▶ Exercise aim
From the first line of the material through the line containing "use std::ops::Deref;", restate everything word for word and nothing more.
Data provided START
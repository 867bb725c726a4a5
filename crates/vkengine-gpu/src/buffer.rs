//! Typed GPU buffers.

use crate::command::{execute_one_time, CommandPool};
use crate::device::{unique_families, LogicalDevice};
use crate::error::{GpuError, Result};
use ash::vk;
use bytemuck::Pod;
use gpu_allocator::vulkan::Allocation;
use gpu_allocator::MemoryLocation;
use std::marker::PhantomData;
use std::ops::Deref;
use std::sync::Arc;

/// A buffer holding `len` elements of `T`.
///
/// Shared between queue families concurrently when `queue_families` names
/// more than one unique family; memory type selection is left to the
/// allocator via the requested [`MemoryLocation`].
pub struct Buffer<T: Pod> {
    device: Arc<LogicalDevice>,
    buffer: vk::Buffer,
    allocation: Option<Allocation>,
    len: usize,
    size: u64,
    _element: PhantomData<T>,
}

impl<T: Pod> Buffer<T> {
    pub fn new(
        device: &Arc<LogicalDevice>,
        name: &str,
        len: usize,
        usage: vk::BufferUsageFlags,
        location: MemoryLocation,
        queue_families: &[u32],
    ) -> Result<Self> {
        if len == 0 {
            return Err(GpuError::InvalidState(format!("buffer '{name}' would be empty")));
        }
        let size = byte_size::<T>(len);

        let families = unique_families(queue_families);
        let mut buffer_info = vk::BufferCreateInfo::default()
            .size(size)
            .usage(usage)
            .sharing_mode(vk::SharingMode::EXCLUSIVE);
        if families.len() > 1 {
            buffer_info = buffer_info
                .sharing_mode(vk::SharingMode::CONCURRENT)
                .queue_family_indices(&families);
        }

        let raw = device.handle();
        let buffer = unsafe { raw.create_buffer(&buffer_info, None)? };
        let requirements = unsafe { raw.get_buffer_memory_requirements(buffer) };

        let allocation = match device
            .allocator()
            .lock()
            .allocate(name, requirements, location, true)
        {
            Ok(allocation) => allocation,
            Err(e) => {
                unsafe { raw.destroy_buffer(buffer, None) };
                return Err(e);
            }
        };

        if let Err(e) =
            unsafe { raw.bind_buffer_memory(buffer, allocation.memory(), allocation.offset()) }
        {
            let _ = device.allocator().lock().free(allocation);
            unsafe { raw.destroy_buffer(buffer, None) };
            return Err(e.into());
        }

        tracing::debug!("Created buffer '{name}': {len} elements, {size} bytes, {location:?}");

        Ok(Self {
            device: Arc::clone(device),
            buffer,
            allocation: Some(allocation),
            len,
            size,
            _element: PhantomData,
        })
    }

    pub fn handle(&self) -> vk::Buffer {
        self.buffer
    }

    /// Number of `T` elements.
    pub fn len(&self) -> usize {
        self.len
    }

    pub fn is_empty(&self) -> bool {
        self.len == 0
    }

    /// Size in bytes.
    pub fn size(&self) -> u64 {
        self.size
    }

    /// Copy `contents` into host-visible memory.
    fn write(&mut self, contents: &[T]) -> Result<()> {
        if contents.len() > self.len {
            return Err(GpuError::InvalidState(format!(
                "{} elements do not fit in a buffer of {}",
                contents.len(),
                self.len
            )));
        }

        let mapped = self
            .allocation
            .as_mut()
            .and_then(Allocation::mapped_slice_mut)
            .ok_or_else(|| GpuError::InvalidState("Buffer not mapped".to_string()))?;

        let bytes: &[u8] = bytemuck::cast_slice(contents);
        mapped[..bytes.len()].copy_from_slice(bytes);
        Ok(())
    }
}

impl<T: Pod> Drop for Buffer<T> {
    fn drop(&mut self) {
        if let Some(allocation) = self.allocation.take() {
            if let Err(e) = self.device.allocator().lock().free(allocation) {
                tracing::error!("Failed to free buffer memory: {e}");
            }
        }
        unsafe { self.device.handle().destroy_buffer(self.buffer, None) };
    }
}

/// Byte size of `len` elements of `T`.
pub fn byte_size<T>(len: usize) -> u64 {
    (std::mem::size_of::<T>() * len) as u64
}

/// Host-visible staging buffer, filled at creation.
pub struct TransferBuffer<T: Pod>(Buffer<T>);

impl<T: Pod> TransferBuffer<T> {
    pub fn new(device: &Arc<LogicalDevice>, contents: &[T], queue_families: &[u32]) -> Result<Self> {
        let mut buffer = Buffer::new(
            device,
            "transfer buffer",
            contents.len(),
            vk::BufferUsageFlags::TRANSFER_SRC,
            MemoryLocation::CpuToGpu,
            queue_families,
        )?;
        buffer.write(contents)?;
        Ok(Self(buffer))
    }
}

impl<T: Pod> Deref for TransferBuffer<T> {
    type Target = Buffer<T>;

    fn deref(&self) -> &Buffer<T> {
        &self.0
    }
}

/// Device-local vertex buffer, filled by a transfer.
pub struct OnDeviceBuffer<T: Pod>(Buffer<T>);

impl<T: Pod> OnDeviceBuffer<T> {
    pub fn new(device: &Arc<LogicalDevice>, len: usize, queue_families: &[u32]) -> Result<Self> {
        Buffer::new(
            device,
            "device buffer",
            len,
            vk::BufferUsageFlags::TRANSFER_DST | vk::BufferUsageFlags::VERTEX_BUFFER,
            MemoryLocation::GpuOnly,
            queue_families,
        )
        .map(Self)
    }

    /// Create a device buffer holding `contents`.
    ///
    /// The data goes through a staging [`TransferBuffer`] and a one-shot
    /// command buffer on `queue`; this blocks until the copy has finished.
    pub fn upload(
        device: &Arc<LogicalDevice>,
        pool: &Arc<CommandPool>,
        queue: vk::Queue,
        contents: &[T],
    ) -> Result<Self> {
        if contents.is_empty() {
            return Err(GpuError::InvalidState("cannot upload an empty buffer".to_string()));
        }

        let families = [pool.queue_family()];
        let staging = TransferBuffer::new(device, contents, &families)?;
        let target = Self::new(device, contents.len(), &families)?;

        execute_one_time(pool, queue, |cmd| cmd.copy_buffer(&staging.0, &target.0))?;

        tracing::debug!("Uploaded {} bytes to device memory", target.size());
        Ok(target)
    }
}

impl<T: Pod> Deref for OnDeviceBuffer<T> {
    type Target = Buffer<T>;

    fn deref(&self) -> &Buffer<T> {
        &self.0
    }
}

#[cfg(test)]
mod tests {
    use super::*;
    use crate::vertex::Vertex;

    #[test]
    fn byte_size_scales_with_element_size() {
        assert_eq!(byte_size::<Vertex>(3), 60);
        assert_eq!(byte_size::<u32>(0), 0);
        assert_eq!(byte_size::<[f32; 4]>(2), 32);
    }
}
Data provided END
▶ Task response
repository 867bb725c726a4a5
filename crates/vkengine-gpu/src/buffer.rs
//! Typed GPU buffers.

use crate::command::{execute_one_time, CommandPool};
use crate::device::{unique_families, LogicalDevice};
use crate::error::{GpuError, Result};
use ash::vk;
use bytemuck::Pod;
use gpu_allocator::vulkan::Allocation;
use gpu_allocator::MemoryLocation;
use std::marker::PhantomData;
use std::ops::Deref;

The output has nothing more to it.